Thanks hun! the earthquake was a bit scary, but thankfully we didn't have any structural damage and no aftershocks-thank God lol

To sway girl they say eat lots of dairy and yogurt. Try to stay away from meats (specifically red meat) and also anything salty. Try to wait to eat as late as possible when you wake up. The low "everything" diet is whats recommended. Something about low nutrients. High calcium is needed. 



breakingdawn said:


> Hi there! :flower:
> 
> I believe I've seen you in Tiffany's journal? Anyway, I just wanted to say I hope you get your pink bundle(s) very soon!!! :hugs:

:hi: thanks for stopping in! I do remember you :D Thanks for reading about my journey and offering :pink::dust:



Melanieanne77 said:


> Hi Guppy,
> 
> Ive been stalking your vitamins and because you seem way more on top of this vitamin thing than me, could you tell me if I should be spacing out these vitamins/or if theyre bad for me during conception?
> 
> Im taking:
> 
> 1x conception mixed vitamin
> 1x 400mg folic acid (im folate deficient)
> 1x acidphophidus tablet
> 1x silica complex.
> 
> I take these all in the evening - do you think its ok to take them all at once?
> 
> Thanks for your advice - I think i might get some cranberry tablets too...
> 
> Hope you get twins and a girl x

Well, when you take everything at once, your body will only absorb as much as it currently needs and then you urinate out the rest. So a good way to do it is splitting it up throughout the day so that you end up getting more of that vit/mineral by the end of the day. 

What vitamins (and how much) are in your conception vit? That will help me better help you, since i dont know whats in it :blush: You want to avoid zinc bc that sways blue. (unless you are not swaying pink). You could add more calcium and magnesium to help sway pink (very important!). The Folic Acid is fine to take whenever. It shouldnt affect absorption levels and it doesn't sway :pink: or :blue: :nope: its just to prevent different genetic issues with the baby. Since you are only taking 1 of everything else, just take it whenever you feel. If you were taking more then you would want to space them out, but since its one you should be fine. 
The cranberry is good for everyone (and sways :pink:) so you cant go wrong starting that :thumbup:


----------



## Guppy051708

Last night had SUPER SUPER horrible cramps. like i felt like i was in labor. it was BADDDD. It lasted a couple of hours. I felt like i was going to vomit too :sick: i took a very hot shower for almost 2 hours bc i needed something to relieve the pain. I think i had an ovarian cyst burst (im prone to them due to the endo). but once it went away i was fine. ....hope i never experience that again though.
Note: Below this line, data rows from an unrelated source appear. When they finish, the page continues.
//! Turns raw widget state into a typed [`OptionSelection`].
//!
//! Raw state is a bag of named slots holding whatever the form control held.
//! Resolution never fails: a missing slot or an unrecognised value takes the
//! widget's default, so pricing can always run.

use std::collections::BTreeMap;
use std::str::FromStr;

use rust_decimal::Decimal;
use serde::{Deserialize, Serialize};
use tracing::debug;

use crate::models::{
    BoardThickness, BookBinding, BookType, ChildrensBookSelection, ColorMode, ComicBinding,
    ComicBookSelection, ComicPaper, CoverStock, FinishType, GenericSelection, Lamination,
    OptionSelection, PaperType, ProductType, QuickFinish, QuickMaterial, QuickQuoteSelection,
    TrimSize, Turnaround, Widget,
};

/// Slot names, matching the storefront's control ids and data attributes.
pub mod slots {
    pub const PRODUCT_TYPE: &str = "product-type";
    pub const QUANTITY: &str = "quantity";
    pub const PAPER_TYPE: &str = "paper-type";
    pub const FINISH_TYPE: &str = "finish-type";
    pub const COLORS: &str = "colors";
    pub const TURNAROUND: &str = "turnaround";
    pub const BOOK_TYPE: &str = "book-type";
    pub const SIZE: &str = "size";
    pub const BINDING: &str = "binding";
    pub const PAGES: &str = "pages";
    pub const COVER: &str = "cover";
    pub const LAMINATION: &str = "lamination";
    pub const THICKNESS: &str = "thickness";
    pub const PAPER: &str = "paper";
    pub const MATERIAL: &str = "material";
    pub const FINISH: &str = "finish";
    pub const UNIT_PRICE: &str = "unit-price";
}

/// Slots a widget reads. Anything else in the raw state is ignored.
pub fn slots_for(widget: Widget) -> &'static [&'static str] {
    use slots::*;
    match widget {
        Widget::Generic => &[PRODUCT_TYPE, QUANTITY, PAPER_TYPE, FINISH_TYPE, COLORS, TURNAROUND],
        Widget::ChildrensBook => &[
            BOOK_TYPE, SIZE, BINDING, PAGES, QUANTITY, COVER, LAMINATION, THICKNESS,
        ],
        Widget::ComicBook => &[QUANTITY, PAGES, PAPER, BINDING],
        Widget::QuickQuote => &[UNIT_PRICE, MATERIAL, FINISH, QUANTITY],
    }
}

/// Raw, unvalidated widget state keyed by slot name.
#[derive(Debug, Clone, Default, PartialEq, Eq, Serialize, Deserialize)]
#[serde(transparent)]
pub struct RawSelection {
    slots: BTreeMap<String, String>,
}

impl RawSelection {
    pub fn new() -> Self {
        Self::default()
    }

    pub fn set(
        &mut self,
        slot: impl Into<String>,
        value: impl Into<String>,
    ) {
        self.slots.insert(slot.into(), value.into());
    }

    /// Builder form of [`set`](Self::set).
    pub fn with(
        mut self,
        slot: impl Into<String>,
        value: impl Into<String>,
    ) -> Self {
        self.set(slot, value);
        self
    }

    pub fn clear(
        &mut self,
        slot: &str,
    ) -> Option<String> {
        self.slots.remove(slot)
    }

    pub fn get(
        &self,
        slot: &str,
    ) -> Option<&str> {
        self.slots.get(slot).map(String::as_str)
    }

    pub fn iter(&self) -> impl Iterator<Item = (&str, &str)> {
        self.slots.iter().map(|(k, v)| (k.as_str(), v.as_str()))
    }

    pub fn is_empty(&self) -> bool {
        self.slots.is_empty()
    }
}

impl<K: Into<String>, V: Into<String>> FromIterator<(K, V)> for RawSelection {
    fn from_iter<I: IntoIterator<Item = (K, V)>>(iter: I) -> Self {
        Self {
            slots: iter
                .into_iter()
                .map(|(k, v)| (k.into(), v.into()))
                .collect(),
        }
    }
}

/// Resolves raw state for `widget`.
pub fn resolve(
    widget: Widget,
    raw: &RawSelection,
) -> OptionSelection {
    match widget {
        Widget::Generic => OptionSelection::Generic(resolve_generic(raw)),
        Widget::ChildrensBook => OptionSelection::ChildrensBook(resolve_childrens_book(raw)),
        Widget::ComicBook => OptionSelection::ComicBook(resolve_comic_book(raw)),
        Widget::QuickQuote => OptionSelection::QuickQuote(resolve_quick_quote(raw)),
    }
}

pub fn resolve_generic(raw: &RawSelection) -> GenericSelection {
    let d = GenericSelection::default();
    GenericSelection {
        product_type: choice(raw, slots::PRODUCT_TYPE, ProductType::parse, d.product_type),
        quantity: positive_int(raw, slots::QUANTITY, d.quantity),
        paper: choice(raw, slots::PAPER_TYPE, PaperType::parse, d.paper),
        finish: choice(raw, slots::FINISH_TYPE, FinishType::parse, d.finish),
        color: choice(raw, slots::COLORS, ColorMode::parse, d.color),
        turnaround: choice(raw, slots::TURNAROUND, Turnaround::parse, d.turnaround),
    }
}

pub fn resolve_childrens_book(raw: &RawSelection) -> ChildrensBookSelection {
    let d = ChildrensBookSelection::default();
    ChildrensBookSelection {
        book_type: choice(raw, slots::BOOK_TYPE, BookType::parse, d.book_type),
        trim_size: choice(raw, slots::SIZE, TrimSize::parse, d.trim_size),
        binding: choice(raw, slots::BINDING, BookBinding::parse, d.binding),
        page_count: positive_int(raw, slots::PAGES, d.page_count),
        quantity: positive_int(raw, slots::QUANTITY, d.quantity),
        cover: choice(raw, slots::COVER, CoverStock::parse, d.cover),
        lamination: choice(raw, slots::LAMINATION, Lamination::parse, d.lamination),
        thickness: choice(raw, slots::THICKNESS, BoardThickness::parse, d.thickness),
    }
}

pub fn resolve_comic_book(raw: &RawSelection) -> ComicBookSelection {
    let d = ComicBookSelection::default();
    ComicBookSelection {
        quantity: positive_int(raw, slots::QUANTITY, d.quantity),
        page_count: positive_int(raw, slots::PAGES, d.page_count),
        paper: choice(raw, slots::PAPER, ComicPaper::parse, d.paper),
        binding: choice(raw, slots::BINDING, ComicBinding::parse, d.binding),
    }
}

pub fn resolve_quick_quote(raw: &RawSelection) -> QuickQuoteSelection {
    let d = QuickQuoteSelection::default();
    QuickQuoteSelection {
        unit_price: price(raw, slots::UNIT_PRICE, d.unit_price),
        material: choice(raw, slots::MATERIAL, QuickMaterial::parse, d.material),
        finish: choice(raw, slots::FINISH, QuickFinish::parse, d.finish),
        quantity: positive_int(raw, slots::QUANTITY, d.quantity),
    }
}

fn choice<T: Copy>(
    raw: &RawSelection,
    slot: &str,
    parse: fn(&str) -> Option<T>,
    default: T,
) -> T {
    match raw.get(slot) {
        None => default,
        Some(value) => parse(value).unwrap_or_else(|| {
            debug!(slot, value, "Unrecognised option, using default");
            default
        }),
    }
}

fn positive_int(
    raw: &RawSelection,
    slot: &str,
    default: u32,
) -> u32 {
    let Some(value) = raw.get(slot) else {
        return default;
    };
    match parse_leading_int(value).and_then(|n| u32::try_from(n).ok()) {
        Some(n) if n > 0 => n,
        _ => {
            debug!(slot, value, default, "Invalid count, using default");
            default
        }
    }
}

fn price(
    raw: &RawSelection,
    slot: &str,
    default: Decimal,
) -> Decimal {
    let Some(value) = raw.get(slot) else {
        return default;
    };
    match parse_price(value) {
        Some(p) if p >= Decimal::ZERO => p,
        _ => {
            debug!(slot, value, "Invalid price, using default");
            default
        }
    }
}

/// Reads the leading integer of `s` the way a browser's `parseInt` does:
/// surrounding whitespace is skipped, an optional sign is honoured, and
/// parsing stops at the first non-digit. `"12 copies"` gives 12.
pub fn parse_leading_int(s: &str) -> Option<i64> {
    let trimmed = s.trim();
    let (negative, rest) = match trimmed.as_bytes().first() {
        Some(b'-') => (true, &trimmed[1..]),
        Some(b'+') => (false, &trimmed[1..]),
        _ => (false, trimmed),
    };
    let digits_end = rest
        .find(|c: char| !c.is_ascii_digit())
        .unwrap_or(rest.len());
    if digits_end == 0 {
        return None;
    }
    let magnitude: i64 = rest[..digits_end].parse().ok()?;
    Some(if negative { -magnitude } else { magnitude })
}

/// Parses a price such as `"9.99"`, `"₹9.99"` or `"$1,250.00"`.
pub fn parse_price(s: &str) -> Option<Decimal> {
    let cleaned: String = s
        .trim()
        .trim_start_matches(['₹', '$'])
        .chars()
        .filter(|c| *c != ',')
        .collect();
    Decimal::from_str(cleaned.trim()).ok()
}

#[cfg(test)]
mod tests {
    use pretty_assertions::assert_eq;
    use rust_decimal_macros::dec;

    use super::*;

    // =========================================================================
    // default tests
    // =========================================================================

    #[test]
    fn empty_state_resolves_to_defaults() {
        let raw = RawSelection::new();

        for widget in Widget::ALL {
            assert_eq!(resolve(*widget, &raw), OptionSelection::default_for(*widget));
        }
    }

    #[test]
    fn unknown_values_fall_back_per_slot() {
        let raw = RawSelection::new()
            .with(slots::PRODUCT_TYPE, "stickers")
            .with(slots::PAPER_TYPE, "premium")
            .with(slots::COLORS, "");

        let selection = resolve_generic(&raw);

        assert_eq!(selection.product_type, ProductType::BusinessCards);
        assert_eq!(selection.paper, PaperType::Premium);
        assert_eq!(selection.color, ColorMode::Bw);
    }

    #[test]
    fn unknown_book_type_resolves_to_hardcover() {
        let raw = RawSelection::new().with(slots::BOOK_TYPE, "pop-up");

        assert_eq!(resolve_childrens_book(&raw).book_type, BookType::Hardcover);
    }

    #[test]
    fn foreign_slots_are_ignored() {
        let raw = RawSelection::new()
            .with(slots::BOOK_TYPE, "board")
            .with(slots::QUANTITY, "250");

        let selection = resolve_comic_book(&raw);

        assert_eq!(selection.quantity, 250);
        assert_eq!(selection.binding, ComicBinding::Saddle);
    }

    // =========================================================================
    // numeric parsing tests
    // =========================================================================

    #[test]
    fn leading_int_matches_parse_int() {
        assert_eq!(parse_leading_int("42"), Some(42));
        assert_eq!(parse_leading_int("  42  "), Some(42));
        assert_eq!(parse_leading_int("12 copies"), Some(12));
        assert_eq!(parse_leading_int("3.9"), Some(3));
        assert_eq!(parse_leading_int("-7"), Some(-7));
        assert_eq!(parse_leading_int("+8"), Some(8));
        assert_eq!(parse_leading_int("abc"), None);
        assert_eq!(parse_leading_int(""), None);
        assert_eq!(parse_leading_int("-"), None);
    }

    #[test]
    fn non_positive_quantities_use_default() {
        for bad in ["0", "-5", "many", "", "99999999999"] {
            let raw = RawSelection::new().with(slots::QUANTITY, bad);
            assert_eq!(resolve_generic(&raw).quantity, 100, "{bad:?}");
        }
    }

    #[test]
    fn page_count_accepts_trailing_text() {
        let raw = RawSelection::new().with(slots::PAGES, "48 pages");

        assert_eq!(resolve_comic_book(&raw).page_count, 48);
    }

    #[test]
    fn unit_price_strips_currency_symbol() {
        let raw = RawSelection::new()
            .with(slots::UNIT_PRICE, "₹24.99")
            .with(slots::MATERIAL, "Luxury");

        let selection = resolve_quick_quote(&raw);

        assert_eq!(selection.unit_price, dec!(24.99));
        assert_eq!(selection.material, QuickMaterial::Luxury);
    }

    #[test]
    fn negative_unit_price_uses_default() {
        let raw = RawSelection::new().with(slots::UNIT_PRICE, "-3");

        assert_eq!(resolve_quick_quote(&raw).unit_price, dec!(0));
    }

    #[test]
    fn parse_price_handles_grouping() {
        assert_eq!(parse_price("$1,250.00"), Some(dec!(1250.00)));
        assert_eq!(parse_price("free"), None);
    }

    #[test]
    fn slots_for_covers_every_resolved_field() {
        assert_eq!(slots_for(Widget::Generic).len(), 6);
        assert_eq!(slots_for(Widget::ChildrensBook).len(), 8);
        assert_eq!(slots_for(Widget::ComicBook).len(), 4);
        assert_eq!(slots_for(Widget::QuickQuote).len(), 4);
    }
}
OPK was much much lighter :sad1:


----------



## Guppy051708

feeling much better. I did start getting mild cramping around 4pm though. I took an OPK around 2:45pm and it was the darkest i have ever seen it since getting pregnant with Elliot. Also i had drippy EWCM when i went to the loo :dance: I havn't had that EVER since getting pregnant last time. It was so long and dripping into the water from me (sorry, tmi :blush:) I really hope this means i'll Ov. soon. We :sex: thursday morning (around 6am) Im not sure if we should do it now or not. It could be a few days before I Ov (if i actually do) but then again i only EVER get +OPKs at night, so it could be tonight (not confident but never know). I dont want to :sex: too close to Ov bc i want to follow Shuttles but i also dont want the last :sex: to be too far out and not get pregnant. (happened with elliot 6x and when we finally did it at Ov i ended up with :blue:)....so not sure if we should DTD tonight or not :shrug:


----------



## breakingdawn

That's a tough call.... It's hard for me to say. Both times I got pregnant we BD'd the day before and day of O and they both turned out to be girls! But I know you're trying to follow a specific method! I just think my husband only produces girls! A part of me would like to try one last time for a boy but I'm sure it would be another girl! Not that it would at all be a bad thing! Maybe trying one last time would be safe in case you don't O for another 48 hours!?


----------



## Guppy051708

thats funny bc i got pregnant with two boys from :sex: day before, day of, and day after Ov...actually DS2 was a result of day before and day after but not day of. DS1 was all three days. ...i think i have a high pH so its more alkaline, which y :spermy: favors.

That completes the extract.